It was a rather dreich embarkation at 1045 for Earl Sigurd’s round trip to Rapness on Westray and Papa Westray. With the weather being rather wet, I had time to explore the vessel and her accommodation. Earl Sigurd, the older of the sister ships, was built at McTay’s of Bromborough in 1989, Earl Thorfinn following a year later. From the car deck you climb up two levels to reach the main passenger lounge, and there is some sheltered open deck at the same level on each side. Unusually, both vessels have their cafeterias below the car deck, with the engine room directly behind it. This lower lounge possesses a small snack bar offering a variety of sandwiches and drinks. Further open decks are found aft of the superstructure, where the twin funnels of each vessel are found.
After passing islands such as Egilsay and Eday, we arrived at Rapness terminal on Westray at 1210. The pier uses a linkspan allowing simple ro-ro operation. It was during the next stop at Papa Westray, reached at 1300, where the uniqueness of both ‘Earls’ was well displayed. The pier there has no linkspan at all, so all cargo has to be lifted on and off the ship using a special crane located on the ship’s ‘monkey island’. Having stepped ashore for another photograph, I had to wait for the cargo transfer operations to be completed before I went back on board, so as not to be struck by the errant sling. Witnessing this procedure would make one reminisce about the days of the original Loch Seaforth using a crane to lift cargo on and off during her days on the Stornoway-Kyle-Mallaig mail service. Papa Westray’s lack of a linkspan is a distinction it shares with North Ronaldsay, all the other islands possessing the more modern method of transferring cargo.

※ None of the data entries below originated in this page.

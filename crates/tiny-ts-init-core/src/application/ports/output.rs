//! Driven (output) ports - implemented by infrastructure.
//!
//! These traits define what the application needs from external systems.
//! The `tiny-ts-init-adapters` crate provides implementations.

use std::path::Path;

#[cfg(test)]
use mockall::automock;

use crate::domain::InstallCommand;
use crate::error::InitResult;

/// Port for filesystem operations.
///
/// Implemented by:
/// - `tiny_ts_init_adapters::filesystem::LocalFilesystem` (production)
/// - `tiny_ts_init_adapters::filesystem::MemoryFilesystem` (testing)
///
/// All paths handed to the port are absolute; the service joins template
/// paths onto the target directory before calling in.
#[cfg_attr(test, automock)]
pub trait Filesystem: Send + Sync {
    /// Create a directory and all parent directories.
    fn create_dir_all(&self, path: &Path) -> InitResult<()>;

    /// Write content to a file. The parent directory must already exist.
    fn write_file(&self, path: &Path, content: &str) -> InitResult<()>;

    /// Check if anything (file, directory, or link) exists at `path`.
    fn exists(&self, path: &Path) -> bool;
}

/// How an external command finished.
#[derive(Debug, Clone, Copy, PartialEq, Eq)]
pub struct CommandStatus {
    /// Exit code, or `None` when the process was terminated by a signal.
    pub code: Option<i32>,
}

impl CommandStatus {
    pub fn from_code(code: i32) -> Self {
        Self { code: Some(code) }
    }

    pub fn success(&self) -> bool {
        self.code == Some(0)
    }
}

/// Port for running external programs.
///
/// Implemented by:
/// - `tiny_ts_init_adapters::process::ProcessRunner` (production)
///
/// Implementations connect stdin, stdout, and stderr straight to the
/// invoking terminal and block until the program exits. A program that
/// cannot be started is an error; a program that starts and fails is a
/// non-successful [`CommandStatus`].
#[cfg_attr(test, automock)]
pub trait CommandRunner: Send + Sync {
    fn run(&self, command: &InstallCommand, working_dir: &Path) -> InitResult<CommandStatus>;
}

There would be no call at Rapness on the return voyage, so it was a direct 1 hour 50 minute trip back to Kirkwall. After some time below (while I sorted through photographs on my laptop), the sun began to emerge, meaning the remainder of the voyage was spent out on deck. I could also see the crew carrying out some much-needed TLC on the ‘Sigurd’: these vessels are true workhorses. Arriving arrived back at Kirkwall at 1520, we found Earl Thorfinn and Varagen waiting to take their next scheduled sailings north, whilst Thorsvoe lay at her berth in advance of a spell of emergency/relief work. Finally, with Shapinsay approaching her berth, I captured a shot of all five vessels in one shot, with sunshine gracing the image. What had started off as a dull departure ended in a bright and triumphant return.
My aim on this latest visit to Orkney was to sail on vessels I had not previously boarded on previous trips there in 2017 and 2018 — and also to make something special of my 25th birthday. These new ventures made me appreciate how much the islanders beyond mainland Orkney rely on council-operated services. Watching cargo being hoisted between ship and pier by crane and sling made me feel I had entered a time machine, transporting me back several decades to witness a procedure now seldom used in more familiar surroundings on the west coast.
These holiday adventures made me appreciate one more thing — the effort and skill of the masters and crews of the North isles ships. They all deserve a closing word to describe them – respect.
All photographs on this page are © Mark Nicolson.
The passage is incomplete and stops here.